TASK GOAL:
Say how many of the lines below hold "SeededNormal", writing the number and nothing more.

- Opening Delimiter -

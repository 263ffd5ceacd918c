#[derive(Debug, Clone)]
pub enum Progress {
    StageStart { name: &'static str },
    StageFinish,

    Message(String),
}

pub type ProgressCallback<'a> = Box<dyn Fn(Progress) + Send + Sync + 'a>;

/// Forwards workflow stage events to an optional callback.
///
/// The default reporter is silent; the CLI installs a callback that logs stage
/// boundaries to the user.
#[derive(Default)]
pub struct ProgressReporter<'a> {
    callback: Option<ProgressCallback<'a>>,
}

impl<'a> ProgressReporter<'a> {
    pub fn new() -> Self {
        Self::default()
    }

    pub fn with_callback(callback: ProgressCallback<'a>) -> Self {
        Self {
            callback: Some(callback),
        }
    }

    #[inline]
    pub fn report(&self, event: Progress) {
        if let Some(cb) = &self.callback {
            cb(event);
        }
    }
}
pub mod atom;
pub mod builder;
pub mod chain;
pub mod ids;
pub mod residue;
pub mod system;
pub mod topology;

- Closing Delimiter -
- Opening Delimiter -

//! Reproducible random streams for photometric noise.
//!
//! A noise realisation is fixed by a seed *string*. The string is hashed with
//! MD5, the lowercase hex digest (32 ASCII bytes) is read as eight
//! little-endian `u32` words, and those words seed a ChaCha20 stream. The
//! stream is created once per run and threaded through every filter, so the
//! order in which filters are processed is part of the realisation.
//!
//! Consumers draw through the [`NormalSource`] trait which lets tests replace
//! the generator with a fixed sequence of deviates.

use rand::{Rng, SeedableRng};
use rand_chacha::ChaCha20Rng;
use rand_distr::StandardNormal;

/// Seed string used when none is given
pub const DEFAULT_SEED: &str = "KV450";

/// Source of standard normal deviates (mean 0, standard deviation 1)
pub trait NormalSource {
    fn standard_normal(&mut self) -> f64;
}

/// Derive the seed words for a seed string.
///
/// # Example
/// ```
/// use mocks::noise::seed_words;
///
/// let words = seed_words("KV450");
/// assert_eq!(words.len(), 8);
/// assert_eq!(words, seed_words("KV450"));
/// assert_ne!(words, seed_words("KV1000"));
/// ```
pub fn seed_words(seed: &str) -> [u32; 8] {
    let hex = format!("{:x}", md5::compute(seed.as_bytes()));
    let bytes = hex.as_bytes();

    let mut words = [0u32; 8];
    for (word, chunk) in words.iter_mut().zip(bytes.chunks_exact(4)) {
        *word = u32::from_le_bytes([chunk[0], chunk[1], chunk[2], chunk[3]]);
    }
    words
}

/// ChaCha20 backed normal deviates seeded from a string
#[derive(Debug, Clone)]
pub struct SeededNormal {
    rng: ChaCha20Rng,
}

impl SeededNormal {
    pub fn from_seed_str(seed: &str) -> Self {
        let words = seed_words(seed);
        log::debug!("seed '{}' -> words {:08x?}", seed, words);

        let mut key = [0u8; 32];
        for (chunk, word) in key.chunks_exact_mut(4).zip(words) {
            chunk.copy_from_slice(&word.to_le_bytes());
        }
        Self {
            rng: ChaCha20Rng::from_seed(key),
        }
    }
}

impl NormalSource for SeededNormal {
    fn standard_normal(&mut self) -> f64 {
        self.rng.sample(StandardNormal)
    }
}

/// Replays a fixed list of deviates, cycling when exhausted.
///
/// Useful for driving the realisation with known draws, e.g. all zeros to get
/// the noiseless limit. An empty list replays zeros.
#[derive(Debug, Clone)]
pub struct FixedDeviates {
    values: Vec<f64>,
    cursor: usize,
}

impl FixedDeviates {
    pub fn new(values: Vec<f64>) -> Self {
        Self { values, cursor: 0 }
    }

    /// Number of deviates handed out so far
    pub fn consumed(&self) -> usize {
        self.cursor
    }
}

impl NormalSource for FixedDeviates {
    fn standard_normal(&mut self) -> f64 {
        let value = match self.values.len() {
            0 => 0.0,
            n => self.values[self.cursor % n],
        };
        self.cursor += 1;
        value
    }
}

- Closing Delimiter -

ANSWER TO THE PROBLEM:
3